The Rule 5 Draft is a bit complicated. In general, players over 23 years of age with four or more professional seasons under their belts must be protected on their teams’ 40-man major league roster. If they are not protected, they are eligible to be drafted by another team, with the only caveat being they must stay with their new major league club for the entire season. The cost of the selection is $50,000. If at some point the new team doesn’t want to keep the player on the roster, he must be offered back to the original club for $25,000.

(For a more complete look at the policies governing the Rule 5 Draft, go here.)

The Royals struck gold in the 2006 draft by plucking Soria from the San Diego Padres minor league system. Soria stayed with the big league Royals the entire 2007 season, emerging as their closer and finishing the year with 17 saves and a 2.48 ERA.

There’s hardly a player in the league for which the Royals would trade Soria, but shockingly the player taken right after Soria in the 2006 draft… none other than reigning MVP Josh Hamilton.

In 2005, the Royals and six other clubs passed on slugging second baseman Dan Uggla in the winter draft. Imagine for a moment the Royals with Hamilton and Uggla in their lineup and you realize how significant the Rule 5 Draft can be.

There have been a few other big name players taken in the winter draft over the years, the most significant being Hall of Famer Roberto Clemente (1954), Darrell Evans (1968), George Bell (1980), Bobby Bonilla (1985), and Johan Santana (1999).

Will the name of Adcock, a 22-year-old righty who has yet to pitch above high A ball, someday be mentioned with Uggla, Hamilton, Soria, and even Clemente? Probably not. The jump from the minors, in most cases, is too much to ask. But Rule 5 picks can be demoted to minor league rosters after they are offered back to their original clubs.

In 2009, the Royals took Edgar Osuna from the Atlanta Braves. Deemed not ready for the bigs, the Royals offered Osuna back to Atlanta, but the Braves declined to reclaim him. Osuna went 6-2 in 17 starts for Northwest Arkansas last season and figures in the Omaha rotation for 2011.

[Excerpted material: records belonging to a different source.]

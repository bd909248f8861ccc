//! Contract between the pool and the network client it caches
//!
//! The pool never builds or drives a connection itself. It only needs to know
//! how to construct a client for a configuration, how to read the client's
//! lifecycle state, and how to tear it down.

use std::fmt;
use std::hash::Hash;
use std::sync::Arc;

/// Lifecycle state reported by a pooled client
#[derive(Debug, Clone, Copy, PartialEq, Eq, Hash)]
pub enum ClientState {
    /// Connection is usable
    Open,
    /// Shutdown has started but not finished
    Closing,
    /// Connection has been torn down
    Closed,
    /// Connection failed and cannot recover
    Faulted,
}

impl ClientState {
    /// Only `Open` clients may be handed out by the pool
    pub fn is_open(self) -> bool {
        matches!(self, Self::Open)
    }
}

impl fmt::Display for ClientState {
    fn fmt(&self, f: &mut fmt::Formatter<'_>) -> fmt::Result {
        match self {
            Self::Open => write!(f, "Open"),
            Self::Closing => write!(f, "Closing"),
            Self::Closed => write!(f, "Closed"),
            Self::Faulted => write!(f, "Faulted"),
        }
    }
}

/// A live handle to an external connection
///
/// Implementations must be cheap to query: `state` is called on every pool
/// lookup and must not block on I/O.
pub trait PooledClient: Send + Sync + 'static {
    /// Error returned by [`PooledClient::close`]
    type Error: std::error::Error + Send + Sync + 'static;

    /// Current lifecycle state
    fn state(&self) -> ClientState;

    /// Release the underlying connection
    ///
    /// The pool calls this exactly once per client, after the client has left
    /// the pool. Failures are logged and otherwise ignored.
    fn close(&self) -> Result<(), Self::Error>;
}

/// Builds clients for a given configuration
///
/// # Example
/// ```
/// use std::convert::Infallible;
///
/// use clientcache_pool::{ClientFactory, ClientState, PooledClient};
///
/// #[derive(Debug, Clone, PartialEq, Eq, Hash)]
/// struct Endpoint {
///     url: String,
/// }
///
/// struct Conn;
///
/// impl PooledClient for Conn {
///     type Error = Infallible;
///
///     fn state(&self) -> ClientState {
///         ClientState::Open
///     }
///
///     fn close(&self) -> Result<(), Infallible> {
///         Ok(())
///     }
/// }
///
/// struct Connector;
///
/// impl ClientFactory for Connector {
///     type Config = Endpoint;
///     type Client = Conn;
///     type Error = Infallible;
///
///     fn create(&self, _config: &Endpoint) -> Result<Conn, Infallible> {
///         Ok(Conn)
///     }
/// }
/// ```
pub trait ClientFactory: Send + Sync + 'static {
    /// Connection parameters; equality and hash identify a cache entry
    type Config: Eq + Hash + Clone + fmt::Debug + Send + Sync + 'static;

    /// Client type produced by this factory
    type Client: PooledClient;

    /// Construction failure
    type Error: std::error::Error + Send + Sync + 'static;

    /// Synchronously construct a new live client
    ///
    /// Must not leave partial state behind on failure.
    fn create(&self, config: &Self::Config) -> Result<Self::Client, Self::Error>;
}

impl<F: ClientFactory> ClientFactory for Arc<F> {
    type Config = F::Config;
    type Client = F::Client;
    type Error = F::Error;

    fn create(&self, config: &Self::Config) -> Result<Self::Client, Self::Error> {
        F::create(self, config)
    }
}
//! Pool statistics and metrics tracking
//!
//! Counters are plain atomics shared between the pool and its removal hook,
//! so recording never takes the map's lock.

use std::sync::atomic::{AtomicU64, Ordering};
use std::sync::Arc;

use crate::bounded::RemovalCause;

/// Statistics snapshot for a client pool
#[derive(Debug, Clone, Default, PartialEq, Eq)]
pub struct PoolStats {
    /// Current number of cached clients
    pub size: usize,

    /// Maximum number of cached clients
    pub capacity: usize,

    /// Lookups answered by an open cached client
    pub hits: u64,

    /// Lookups that had to build a client (including stale replacements)
    pub misses: u64,

    /// Clients successfully built by the factory
    pub creations: u64,

    /// Factory calls that failed
    pub construction_failures: u64,

    /// Cached clients found not open and replaced
    pub stale_replacements: u64,

    /// Clients dropped to make room for another config
    pub evictions: u64,

    /// Clients removed for any other reason (invalidate, stale, clear, race)
    pub removals: u64,

    /// Successful `close()` calls on removed clients
    pub closes: u64,

    /// Failed `close()` calls on removed clients
    pub close_failures: u64,
}

impl PoolStats {
    /// Calculate hit rate (hits / total lookups)
    pub fn hit_rate(&self) -> f64 {
        let total = self.total_lookups();
        if total == 0 {
            0.0
        } else {
            self.hits as f64 / total as f64
        }
    }

    /// Total number of lookups (hits + misses)
    pub fn total_lookups(&self) -> u64 {
        self.hits + self.misses
    }

    /// Calculate fill percentage (size / capacity)
    pub fn fill_percentage(&self) -> f64 {
        if self.capacity == 0 {
            0.0
        } else {
            self.size as f64 / self.capacity as f64
        }
    }

    /// Number of clients that left the pool, whatever the cause
    pub fn total_removed(&self) -> u64 {
        self.evictions + self.removals
    }
}

/// Thread-safe metrics collector for pool operations
///
/// Clones share the same counters. A disabled collector records nothing.
#[derive(Debug, Clone)]
pub(crate) struct MetricsCollector {
    enabled: bool,
    counters: Arc<Counters>,
}

#[derive(Debug, Default)]
struct Counters {
    hits: AtomicU64,
    misses: AtomicU64,
    creations: AtomicU64,
    construction_failures: AtomicU64,
    stale_replacements: AtomicU64,
    evictions: AtomicU64,
    removals: AtomicU64,
    closes: AtomicU64,
    close_failures: AtomicU64,
}

impl MetricsCollector {
    pub(crate) fn new(enabled: bool) -> Self {
        Self { enabled, counters: Arc::new(Counters::default()) }
    }

    fn bump(&self, counter: impl Fn(&Counters) -> &AtomicU64) {
        if self.enabled {
            counter(&self.counters).fetch_add(1, Ordering::Relaxed);
        }
    }

    pub(crate) fn record_hit(&self) {
        self.bump(|c| &c.hits);
    }

    pub(crate) fn record_miss(&self) {
        self.bump(|c| &c.misses);
    }

    pub(crate) fn record_creation(&self) {
        self.bump(|c| &c.creations);
    }

    pub(crate) fn record_construction_failure(&self) {
        self.bump(|c| &c.construction_failures);
    }

    pub(crate) fn record_stale_replacement(&self) {
        self.bump(|c| &c.stale_replacements);
    }

    pub(crate) fn record_removal(&self, cause: RemovalCause) {
        if cause.was_evicted() {
            self.bump(|c| &c.evictions);
        } else {
            self.bump(|c| &c.removals);
        }
    }

    pub(crate) fn record_close(&self, ok: bool) {
        if ok {
            self.bump(|c| &c.closes);
        } else {
            self.bump(|c| &c.close_failures);
        }
    }

    /// Get current statistics snapshot
    pub(crate) fn snapshot(&self, size: usize, capacity: usize) -> PoolStats {
        let c = &self.counters;
        PoolStats {
            size,
            capacity,
            hits: c.hits.load(Ordering::Relaxed),
            misses: c.misses.load(Ordering::Relaxed),
            creations: c.creations.load(Ordering::Relaxed),
            construction_failures: c.construction_failures.load(Ordering::Relaxed),
            stale_replacements: c.stale_replacements.load(Ordering::Relaxed),
            evictions: c.evictions.load(Ordering::Relaxed),
            removals: c.removals.load(Ordering::Relaxed),
            closes: c.closes.load(Ordering::Relaxed),
            close_failures: c.close_failures.load(Ordering::Relaxed),
        }
    }
}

Some players of note from past Rule 5 Drafts include:

Andrew Sisco, taken in 2004 from the Cubs, pitched well out of the bullpen in 2005 (3.11 ERA and 9.1 SO/9), then netted Ross Gload in a 2006 trade.

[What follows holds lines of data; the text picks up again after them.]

//! Pool configuration and builder
//!
//! Capacity is fixed when the pool is constructed. There is no setter on a
//! live pool: the only way to choose a capacity is to put it in the
//! [`PoolConfig`] handed to [`ClientPool::new`](crate::ClientPool::new).

use std::num::NonZeroUsize;

#[cfg(feature = "serde")]
use serde::{Deserialize, Serialize};

use crate::error::PoolConfigError;

/// Default number of live clients kept by a pool
pub const DEFAULT_CAPACITY: usize = 5;

pub(crate) const DEFAULT_CAPACITY_NONZERO: NonZeroUsize =
    NonZeroUsize::MIN.saturating_add(DEFAULT_CAPACITY - 1);

/// Environment variable read by [`PoolConfig::from_env`]
pub const CAPACITY_ENV_VAR: &str = "CLIENT_POOL_CAPACITY";

/// Configuration for a [`ClientPool`](crate::ClientPool)
#[derive(Debug, Clone, PartialEq, Eq)]
#[cfg_attr(feature = "serde", derive(Serialize, Deserialize))]
#[cfg_attr(feature = "serde", serde(default))]
pub struct PoolConfig {
    /// Maximum number of live clients; the least recently used one is
    /// evicted and closed when an insert would exceed it
    pub capacity: usize,

    /// Whether to collect hit/miss/eviction counters
    pub track_metrics: bool,
}

impl Default for PoolConfig {
    fn default() -> Self {
        Self { capacity: DEFAULT_CAPACITY, track_metrics: true }
    }
}

impl PoolConfig {
    /// Create a new configuration builder
    pub fn builder() -> PoolConfigBuilder {
        PoolConfigBuilder::default()
    }

    /// Default configuration with a specific capacity
    ///
    /// # Example
    /// ```
    /// use clientcache_pool::PoolConfig;
    ///
    /// let config = PoolConfig::with_capacity(2);
    /// assert_eq!(config.capacity, 2);
    /// ```
    pub fn with_capacity(capacity: usize) -> Self {
        Self { capacity, ..Self::default() }
    }

    /// Default configuration, with capacity overridden by
    /// `CLIENT_POOL_CAPACITY` when that variable is set
    ///
    /// # Errors
    /// Returns [`PoolConfigError::InvalidEnv`] if the variable is set but is
    /// not a positive integer.
    pub fn from_env() -> Result<Self, PoolConfigError> {
        match std::env::var(CAPACITY_ENV_VAR) {
            Ok(raw) => Self::parse_capacity(&raw).map(Self::with_capacity),
            Err(_) => Ok(Self::default()),
        }
    }

    fn parse_capacity(raw: &str) -> Result<usize, PoolConfigError> {
        raw.trim().parse::<usize>().ok().filter(|n| *n > 0).ok_or_else(|| {
            PoolConfigError::InvalidEnv { var: CAPACITY_ENV_VAR.to_string(), value: raw.to_string() }
        })
    }

    /// Check the configuration and return the capacity as a non-zero value
    ///
    /// # Errors
    /// Returns [`PoolConfigError::ZeroCapacity`] when `capacity` is zero.
    pub fn validate(&self) -> Result<NonZeroUsize, PoolConfigError> {
        NonZeroUsize::new(self.capacity).ok_or(PoolConfigError::ZeroCapacity)
    }

    /// Log configuration at startup
    pub fn log_config(&self) {
        tracing::info!(
            capacity = self.capacity,
            track_metrics = self.track_metrics,
            "client pool configuration loaded"
        );
    }
}

/// Builder for [`PoolConfig`] with fluent API
#[derive(Debug, Default)]
pub struct PoolConfigBuilder {
    config: PoolConfig,
}

impl PoolConfigBuilder {
    /// Create a new builder with default settings
    pub fn new() -> Self {
        Self::default()
    }

    /// Set the maximum number of live clients
    pub fn capacity(mut self, capacity: usize) -> Self {
        self.config.capacity = capacity;
        self
    }

    /// Enable or disable metrics tracking
    pub fn track_metrics(mut self, enabled: bool) -> Self {
        self.config.track_metrics = enabled;
        self
    }

    /// Build the configuration
    pub fn build(self) -> PoolConfig {
        self.config
    }
}
//! Bootstrap and join/catch-up, per spec §6's "Bootstrap flags" and the
//! reference's `juntad` entry point: a node starts either as the first
//! cluster member (self-inserts into membership at seqn 1, synchronously,
//! no consensus needed since there's no quorum to agree with yet) or as a
//! joiner that fetches a snapshot and a starting seqn from an existing
//! member and catches up from there. The actual socket dial that carries
//! the request/response below is out of scope; this module only pins the
//! shape of the handshake.

use doozer_net::NodeId;
use doozer_store::{Cas, Store};

/// What a joiner sends to an existing member to ask for admission.
#[derive(Clone, Debug, Eq, PartialEq)]
pub struct JoinRequest {
    pub joiner: NodeId,
    pub addr: String,
}

/// What the existing member hands back: the seqn the joiner should resume
/// proposing from, and a snapshot of the tree as of that point.
#[derive(Clone, Debug, Eq, PartialEq)]
pub struct JoinResponse {
    pub resume_seqn: u64,
    pub snapshot: Vec<u8>,
}

/// Inserts this node into membership at seqn 1, ahead of any Paxos traffic.
/// Spec §9 ("Membership as data") requires this to happen synchronously
/// before the node accepts Paxos messages — there's no cluster yet to run
/// consensus with.
pub async fn bootstrap_first(store: &Store, self_id: &NodeId, listen_addr: &str) -> doozer_base::Result<()> {
    store
        .propose(1, doozer_store::encode_set(&format!("/doozer/members/{}", self_id), Cas::Clobber, listen_addr.as_bytes()))
        .await?;
    store.sync(1).await;
    store
        .propose(2, doozer_store::encode_set("/doozer/slot/0", Cas::Clobber, self_id.0.as_bytes()))
        .await?;
    store.sync(2).await;
    Ok(())
}

/// The existing member's side of a join request: admits the joiner into
/// membership (via the caller's `Manager`, so it goes through consensus
/// like any other mutation) at the next slot index, then snapshots the
/// tree for the joiner to bootstrap from.
pub async fn handle_join_request(
    store: &Store,
    manager: &mut crate::manager::Manager,
    req: JoinRequest,
) -> doozer_base::Result<JoinResponse> {
    let membership = crate::registrar::read_membership(store).await;
    let next_slot = membership.members.len() as u64;

    let member_seqn = manager.next_seqn().await;
    manager
        .propose(member_seqn, format!(":{}={}", format!("/doozer/members/{}", req.joiner), req.addr))
        .await;
    store.sync(member_seqn).await;

    let slot_seqn = manager.next_seqn().await;
    manager.propose(slot_seqn, format!(":/doozer/slot/{next_slot}={}", req.joiner)).await;
    store.sync(slot_seqn).await;

    // The joiner resumes from whatever seqn comes next overall, not the
    // next seqn *this* node happens to own — ownership may now belong to
    // the joiner itself under the membership just admitted.
    let resume_seqn = store.applied().await + 1;
    Ok(JoinResponse { resume_seqn, snapshot: store.snapshot().await })
}

/// The joiner's side: spins up a fresh local store and catches it up to
/// the snapshot handed back by `handle_join_request`.
pub async fn join_cluster(resp: JoinResponse) -> doozer_base::Result<Store> {
    let store = Store::spawn();
    store.propose(1, resp.snapshot).await?;
    store.sync(1).await;
    Ok(store)
}

#[cfg(test)]
mod tests {
    use super::*;
    use crate::manager::Manager;

    #[tokio::test]
    async fn first_node_inserts_itself_synchronously() {
        let store = Store::spawn();
        let id = NodeId("solo".into());
        bootstrap_first(&store, &id, "127.0.0.1:8040").await.unwrap();

        let (body, _) = store.get("/doozer/members/solo").await;
        assert_eq!(body, vec!["127.0.0.1:8040".to_string()]);
        let (body, _) = store.get("/doozer/slot/0").await;
        assert_eq!(body, vec!["solo".to_string()]);
    }

    #[tokio::test]
    async fn joiner_catches_up_from_a_snapshot() {
        let store = Store::spawn();
        let id = NodeId("solo".into());
        bootstrap_first(&store, &id, "127.0.0.1:8040").await.unwrap();
        store
            .propose(3, doozer_store::encode_set("/greeting", Cas::Clobber, b"hi"))
            .await
            .unwrap();
        store.sync(3).await;

        let snapshot = store.snapshot().await;
        let resp = JoinResponse { resume_seqn: 4, snapshot };
        let joined = join_cluster(resp).await.unwrap();

        let (body, _) = joined.get("/greeting").await;
        assert_eq!(body, vec!["hi".to_string()]);
        let (body, _) = joined.get("/doozer/members/solo").await;
        assert_eq!(body, vec!["127.0.0.1:8040".to_string()]);
    }

    #[tokio::test]
    async fn existing_member_admits_a_joiner_through_consensus() {
        let store = Store::spawn();
        let id = NodeId("solo".into());
        bootstrap_first(&store, &id, "127.0.0.1:8040").await.unwrap();

        let mut mgr = Manager::new(id, store.clone(), 1);
        let req = JoinRequest { joiner: NodeId("new".into()), addr: "127.0.0.1:8041".into() };
        let resp = handle_join_request(&store, &mut mgr, req).await.unwrap();

        let (body, _) = store.get("/doozer/members/new").await;
        assert_eq!(body, vec!["127.0.0.1:8041".to_string()]);
        let (body, _) = store.get("/doozer/slot/1").await;
        assert_eq!(body, vec!["new".to_string()]);

        let joined = join_cluster(resp).await.unwrap();
        let (body, _) = joined.get("/doozer/members/new").await;
        assert_eq!(body, vec!["127.0.0.1:8041".to_string()]);
    }
}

D.J. Carrasco, selected from Pittsburg in 2002, had three productive seasons out of the pen before the Royals released him in 2005. Carrasco has pitched well enough to earn a spot on several teams since and has a career record of 23-18 and an ERA of 4.31 in 244 games.

Endy Chavez, drafted from the Mets in 2000, played sparingly in 2001 and was allowed to return to the Mets. Chavez made a decent career as a journeyman outfielder, hitting .270 through the 2009 season.

Brandon Weeden, a pitcher taken in 2005 from the Dodgers in a minor-league phase of the draft, spent one campaign with the Royals’ High Desert affiliate. In that season, Weeden suffered through a 6-5 record, a high ERA, and arm troubles. Name sound familiar? He’s the 27-year-old junior quarterback of the OSU Cowboys who must have overcome his arm problems – he passed for 4,037 yards this season, leading the Cowboys to a 10-2 record and a berth in the Alamo Bowl.

A star quarterback doesn’t do the Royals much good. And for the most part, neither have these other selections over the past decade. Teams must weigh the cost of selecting a player in the draft – since the player drafted must remain on the roster for the entire season, it blocks one spot from being filled by any other player, costs money that could be used in some other way, and could force a player in over his head.
One bit of good news is that, in surveying the drafts of the past 12 years, the Royals haven’t let any significant players slip away as a result of the draft. Unfortunately, one reason for this could be the Royals system has been so devoid of talent that there weren’t good players being left unprotected. Glass half full, or half empty?

Best of luck, Nathan Adcock. You’ve been given the opportunity every minor leaguer dreams of – a chance to prove you belong on a big-league roster. Go take your place among the Sorias, Hamiltons and Ugglas of history.